The decision by the South American nation to identify the WikiLeaks founder as a refugee is a symbolic boost for the embattled ex-hacker. But legal experts say that does little to help him avoid extradition to Sweden on sexual assault allegations.
Instead, with British officials asserting they won’t grant Assange safe passage out of the country, the case has done much to drag the two nations into an international faceoff.
“We’re at something of an impasse,” lawyer Rebecca Niblock said. “It’s not a question of law anymore. It’s a question of politics and diplomacy.”
The silver-haired Australian shot to international prominence in 2010 after he began publishing a huge trove of American diplomatic and military secrets _ including a quarter million U.S. Embassy cables that shed a harsh light on the backroom dealings of U.S. diplomats. Amid the ferment, two Swedish women accused him of sexual assault; Assange has been fighting extradition to Sweden ever since.

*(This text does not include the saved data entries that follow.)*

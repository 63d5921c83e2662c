// self
use reauth_gate::{
	_preludet::*,
	auth::RenewedCredential,
	classify::RefreshClassifier,
	http::RequestFailure,
	obs::RenewalPhase,
};

#[tokio::test(start_paused = true)]
async fn concurrent_eligible_failures_share_one_renewal() {
	let renewer = ScriptedRenewer::scripted([ScriptedRenewal::ResolveAfter(
		Duration::from_millis(50),
		RenewedCredential::minted("newtok"),
	)]);
	let credentials = StaticCredentials::holding("oldtok");
	let observer = RecordingObserver::recording();
	let (gate, transport) = build_test_gate(Arc::clone(&renewer), credentials);
	let gate = gate.with_observer(observer.clone());

	for _ in 0..3 {
		transport.push(ScriptedExchange::FailStatus(401));
	}

	let (first, second, third) = tokio::join!(
		gate.execute(sample_request("/a")),
		gate.execute(sample_request("/b")),
		gate.execute(sample_request("/c")),
	);

	for outcome in [first, second, third] {
		let response = outcome.expect("Every queued request must be replayed successfully.");

		assert_eq!(response.status().as_u16(), 200);
	}

	assert_eq!(renewer.attempts(), 1);
	assert_eq!(transport.seen_count(), 6);

	for index in 3..6 {
		assert_eq!(transport.authorization_of(index), Some("Bearer newtok".into()));
	}

	assert_eq!(observer.phases(), vec![RenewalPhase::Refreshing, RenewalPhase::Success]);

	let metrics = &gate.coordinator.renewal_metrics;

	assert_eq!(metrics.sessions(), 1);
	assert_eq!(metrics.settled(), 1);
	assert_eq!(metrics.failed(), 0);
}

#[tokio::test]
async fn late_joiner_is_included_in_the_fanout() {
	let renewer = ScriptedRenewer::scripted([ScriptedRenewal::ResolveWhenReleased(
		RenewedCredential::minted("fresh"),
	)]);
	let credentials = StaticCredentials::holding("stale");
	let (gate, transport) = build_test_gate(Arc::clone(&renewer), credentials);

	transport.push(ScriptedExchange::FailStatus(401));
	transport.push(ScriptedExchange::FailStatus(401));

	let first = tokio::spawn({
		let gate = gate.clone();

		async move { gate.execute(sample_request("/first")).await }
	});

	while renewer.attempts() == 0 {
		tokio::task::yield_now().await;
	}

	// The renewal is now pending; this second failure must join the same
	// session instead of starting another renewal.
	let second = tokio::spawn({
		let gate = gate.clone();

		async move { gate.execute(sample_request("/second")).await }
	});

	while transport.seen_count() < 2 {
		tokio::task::yield_now().await;
	}

	renewer.release();

	first
		.await
		.expect("Initiator task must not panic.")
		.expect("Initiator request must be replayed successfully.");
	second
		.await
		.expect("Joiner task must not panic.")
		.expect("Late joiner must be included in the fan-out.");

	assert_eq!(renewer.attempts(), 1);
	assert_eq!(transport.seen_count(), 4);
	assert_eq!(transport.authorization_of(2), Some("Bearer fresh".into()));
	assert_eq!(transport.authorization_of(3), Some("Bearer fresh".into()));
}

#[tokio::test(start_paused = true)]
async fn timeout_rejects_waiters_with_refresh_failed() {
	let renewer = ScriptedRenewer::scripted([ScriptedRenewal::Stall]);
	let credentials = StaticCredentials::holding("stale");
	let observer = RecordingObserver::recording();
	let (gate, transport) = build_test_gate(Arc::clone(&renewer), credentials);
	let gate =
		gate.with_renewal_timeout(Duration::from_millis(100)).with_observer(observer.clone());

	transport.push(ScriptedExchange::FailStatus(401));

	let err = gate
		.execute(sample_request("/slow"))
		.await
		.expect_err("A renewal that never settles must be force-failed.");

	assert!(err.is_refresh_failed());

	let cause = err.source().expect("Refresh failures must expose their cause.");

	assert!(cause.to_string().contains("100 ms deadline"));
	assert_eq!(observer.phases(), vec![RenewalPhase::Refreshing, RenewalPhase::Failed]);
	assert_eq!(renewer.attempts(), 1);
	// The waiting request was rejected, never replayed.
	assert_eq!(transport.seen_count(), 1);
}

#[tokio::test]
async fn renewal_rejection_wraps_the_underlying_cause() {
	let renewer = ScriptedRenewer::scripted([ScriptedRenewal::Reject("provider exploded")]);
	let credentials = StaticCredentials::holding("stale");
	let observer = RecordingObserver::recording();
	let (gate, transport) = build_test_gate(renewer, credentials);
	let gate = gate.with_observer(observer.clone());

	transport.push(ScriptedExchange::FailStatus(401));

	let err = gate
		.execute(sample_request("/reject"))
		.await
		.expect_err("A rejected renewal must reject the waiting request.");

	assert!(err.is_refresh_failed());

	let renewal_cause = err.source().expect("Refresh failures must expose their cause.");
	let root = renewal_cause.source().expect("The renewal cause must chain the original error.");

	assert_eq!(root.to_string(), "provider exploded");
	assert_eq!(observer.phases(), vec![RenewalPhase::Refreshing, RenewalPhase::Failed]);
}

#[tokio::test]
async fn session_state_resets_after_each_settlement() {
	let renewer = ScriptedRenewer::scripted([
		ScriptedRenewal::Reject("transient outage"),
		ScriptedRenewal::Resolve(RenewedCredential::minted("fresh")),
	]);
	let credentials = StaticCredentials::holding("stale");
	let (gate, transport) = build_test_gate(Arc::clone(&renewer), credentials);

	transport.push(ScriptedExchange::FailStatus(401));
	transport.push(ScriptedExchange::FailStatus(401));

	gate.execute(sample_request("/one"))
		.await
		.expect_err("The first session must fail with the scripted rejection.");
	// The failed session must be fully discarded: this failure starts a
	// brand-new renewal instead of hanging on leftover state.
	gate.execute(sample_request("/two"))
		.await
		.expect("The second session must renew and replay successfully.");

	assert_eq!(renewer.attempts(), 2);

	let metrics = &gate.coordinator.renewal_metrics;

	assert_eq!(metrics.sessions(), 2);
	assert_eq!(metrics.settled(), 1);
	assert_eq!(metrics.failed(), 1);
}

#[tokio::test]
async fn renewed_credential_rewrites_the_authorization_header() {
	let renewer =
		ScriptedRenewer::scripted([ScriptedRenewal::Resolve(RenewedCredential::minted("abc"))]);
	let credentials = StaticCredentials::holding("stale");
	let (gate, transport) = build_test_gate(renewer, credentials);

	transport.push(ScriptedExchange::FailStatus(401));

	gate.execute(sample_request("/rewrite"))
		.await
		.expect("The renewed request must be replayed successfully.");

	assert_eq!(transport.authorization_of(0), Some("Bearer stale".into()));
	assert_eq!(transport.authorization_of(1), Some("Bearer abc".into()));
}

#[tokio::test]
async fn unchanged_renewal_replays_with_the_held_credential() {
	let renewer = ScriptedRenewer::scripted([ScriptedRenewal::Resolve(RenewedCredential::Unchanged)]);
	let credentials = StaticCredentials::holding("heldtok");
	let (gate, transport) = build_test_gate(renewer, credentials);

	transport.push(ScriptedExchange::FailStatus(401));

	let mut request = sample_request("/unchanged");

	request
		.set_authorization("Bearer original")
		.expect("A plain bearer value must parse as a header.");
	gate.execute(request).await.expect("The request must be replayed successfully.");

	assert_eq!(transport.authorization_of(0), Some("Bearer original".into()));
	assert_eq!(transport.authorization_of(1), Some("Bearer heldtok".into()));
}

#[tokio::test]
async fn connectivity_failure_with_held_credential_is_renewed() {
	let renewer =
		ScriptedRenewer::scripted([ScriptedRenewal::Resolve(RenewedCredential::minted("fresh"))]);
	let credentials = StaticCredentials::holding("stale");
	let (gate, transport) = build_test_gate(Arc::clone(&renewer), credentials);

	transport.push(ScriptedExchange::FailConnectivity("connection reset by peer"));

	let response = gate
		.execute(sample_request("/flaky"))
		.await
		.expect("A connectivity failure with a held credential must be retried.");

	assert_eq!(response.status().as_u16(), 200);
	assert_eq!(renewer.attempts(), 1);
	assert_eq!(transport.authorization_of(1), Some("Bearer fresh".into()));
}

#[tokio::test]
async fn failures_without_a_held_credential_pass_through() {
	let renewer = ScriptedRenewer::scripted([]);
	let credentials = StaticCredentials::empty();
	let (gate, transport) = build_test_gate(Arc::clone(&renewer), credentials);

	transport.push(ScriptedExchange::FailStatus(401));

	let err = gate
		.execute(sample_request("/signed-out"))
		.await
		.expect_err("A 401 with no held credential must propagate unchanged.");

	assert!(matches!(err, Error::Request(_)));
	assert_eq!(err.status(), Some(401));
	assert_eq!(renewer.attempts(), 0);
	assert_eq!(transport.seen_count(), 1);
}

#[tokio::test]
async fn non_auth_statuses_pass_through_unchanged() {
	let renewer = ScriptedRenewer::scripted([]);
	let credentials = StaticCredentials::holding("stale");
	let (gate, transport) = build_test_gate(Arc::clone(&renewer), credentials);

	transport.push(ScriptedExchange::FailStatus(500));

	let err = gate
		.execute(sample_request("/boom"))
		.await
		.expect_err("A plain 500 must propagate unchanged.");

	assert!(matches!(err, Error::Request(_)));
	assert_eq!(err.status(), Some(500));
	assert_eq!(renewer.attempts(), 0);
}

#[tokio::test]
async fn already_retried_requests_are_refused() {
	let renewer = ScriptedRenewer::scripted([]);
	let credentials = StaticCredentials::holding("stale");
	let (gate, _transport) = build_test_gate(Arc::clone(&renewer), credentials);
	let mut request = sample_request("/again");

	request.mark_retried();

	let failure =
		RequestFailure::Status { status: 401, body: Vec::new(), request: Some(request) };
	let err = gate
		.coordinator
		.on_request_failure(failure)
		.await
		.expect_err("A request that already consumed its retry must be refused.");

	assert!(matches!(err, Error::Request(_)));
	assert_eq!(renewer.attempts(), 0);
}

#[tokio::test]
async fn replay_failing_again_propagates_without_reentry() {
	let renewer =
		ScriptedRenewer::scripted([ScriptedRenewal::Resolve(RenewedCredential::minted("fresh"))]);
	let credentials = StaticCredentials::holding("stale");
	let (gate, transport) = build_test_gate(Arc::clone(&renewer), credentials);

	transport.push(ScriptedExchange::FailStatus(401));
	transport.push(ScriptedExchange::FailStatus(401));

	let err = gate
		.execute(sample_request("/still-expired"))
		.await
		.expect_err("A replay that fails again must propagate the failure.");

	assert!(matches!(err, Error::Request(_)));
	assert_eq!(err.status(), Some(401));
	// One renewal, two transport calls, no second session.
	assert_eq!(renewer.attempts(), 1);
	assert_eq!(transport.seen_count(), 2);
}

#[tokio::test]
async fn observer_failure_rejects_waiters_with_interceptor_error() {
	let renewer = ScriptedRenewer::scripted([]);
	let credentials = StaticCredentials::holding("stale");
	let observer = RecordingObserver::failing_on(RenewalPhase::Refreshing);
	let (gate, transport) = build_test_gate(Arc::clone(&renewer), credentials);
	let gate = gate.with_observer(observer.clone());

	transport.push(ScriptedExchange::FailStatus(401));

	let err = gate
		.execute(sample_request("/bad-observer"))
		.await
		.expect_err("An observer failure must reject the waiting request.");

	assert!(matches!(err, Error::Interceptor { .. }));
	assert_eq!(observer.phases(), vec![RenewalPhase::Refreshing, RenewalPhase::Error]);
	// The renewal operation itself was never reached.
	assert_eq!(renewer.attempts(), 0);

	let metrics = &gate.coordinator.renewal_metrics;

	assert_eq!(metrics.sessions(), 1);
	assert_eq!(metrics.failed(), 1);
}

#[tokio::test]
async fn classifier_override_controls_eligibility() {
	let renewer =
		ScriptedRenewer::scripted([ScriptedRenewal::Resolve(RenewedCredential::minted("fresh"))]);
	let credentials = StaticCredentials::holding("stale");
	let (gate, transport) = build_test_gate(Arc::clone(&renewer), credentials);
	let classifier: RefreshClassifier =
		Arc::new(|failure, _request| failure.status() == Some(418));
	let gate = gate.with_classifier(classifier);

	transport.push(ScriptedExchange::FailStatus(418));

	gate.execute(sample_request("/teapot"))
		.await
		.expect("The overridden classifier must admit a 418.");

	assert_eq!(renewer.attempts(), 1);

	// With the override in place, a 401 is no longer eligible.
	transport.push(ScriptedExchange::FailStatus(401));

	let err = gate
		.execute(sample_request("/unauthorized"))
		.await
		.expect_err("The overridden classifier must decline a 401.");

	assert!(matches!(err, Error::Request(_)));
	assert_eq!(renewer.attempts(), 1);
}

Interpol, the Lyon, France-based international police agency, issued a statement late Thursday saying Assange remains on the equivalent of its most-wanted list, the Ecuadorian decision notwithstanding.
The convoluted saga took its latest twist on Thursday, when Ecuadorean Foreign Minister Ricardo Patino announced that he had granted asylum to Assange, who has been holed up inside the small, coastal nation’s embassy since June 19. He said Ecuador was taking action because Assange faces a serious threat of unjust prosecution at the hands of U.S. officials.
That was a nod to the fears expressed by Assange and others that the Swedish sex case is merely the opening gambit in a Washington-orchestrated plot to make him stand trial in the United States _ something disputed by both Swedish authorities and the women involved.
In a message posted to its Twitter account, WikiLeaks said Assange would make a public statement outside Ecuador’s embassy on Sunday afternoon _ potentially offering British police the chance to arrest him. The secret-spilling website did not immediately respond to attempts to contact it to provide additional details.
Patino said he tried to secure guarantees from the Americans, the British and the Swedes that Assange would not be extradited to the United States, but was rebuffed by all three. If Assange were extradited to the U.S. “he would not have a fair trial, could be judged by special or military courts, and it’s not implausible that cruel and degrading treatment could be applied, that he could be condemned to life in prison, or the death penalty,” Patino said.
U.S. State Department spokeswoman Victoria Nuland said she did not accept Assange’s claim, or Ecuador’s acceptance of it, that he could potentially face persecution in the United States. “With regard to the charge that the U.S. was intent on persecuting him, I reject that completely,” she said Thursday.
Under Ecuador’s asylum offer, Assange is not permitted to make political statements or grant interviews of a political nature, restrictions that are standard for anyone granted asylum, said an Ecuadorean Foreign Ministry official, who was not authorized to be quoted by name.
“Political asylum would imply that Great Britain is persecuting him or threatens to persecute him,” said Robert Sloane, international law professor at Boston University. By granting diplomatic asylum, Ecuador is keeping the door open to political negotiations. Sloane said that the type of asylum does not confer any diplomatic status or special privileges on Assange.
Ecuador’s decision was warmly received by the 41-year-old Assange, who watched the foreign minister announce it from Quito in a live televised news conference. In a statement he praised Ecuador’s “courage.”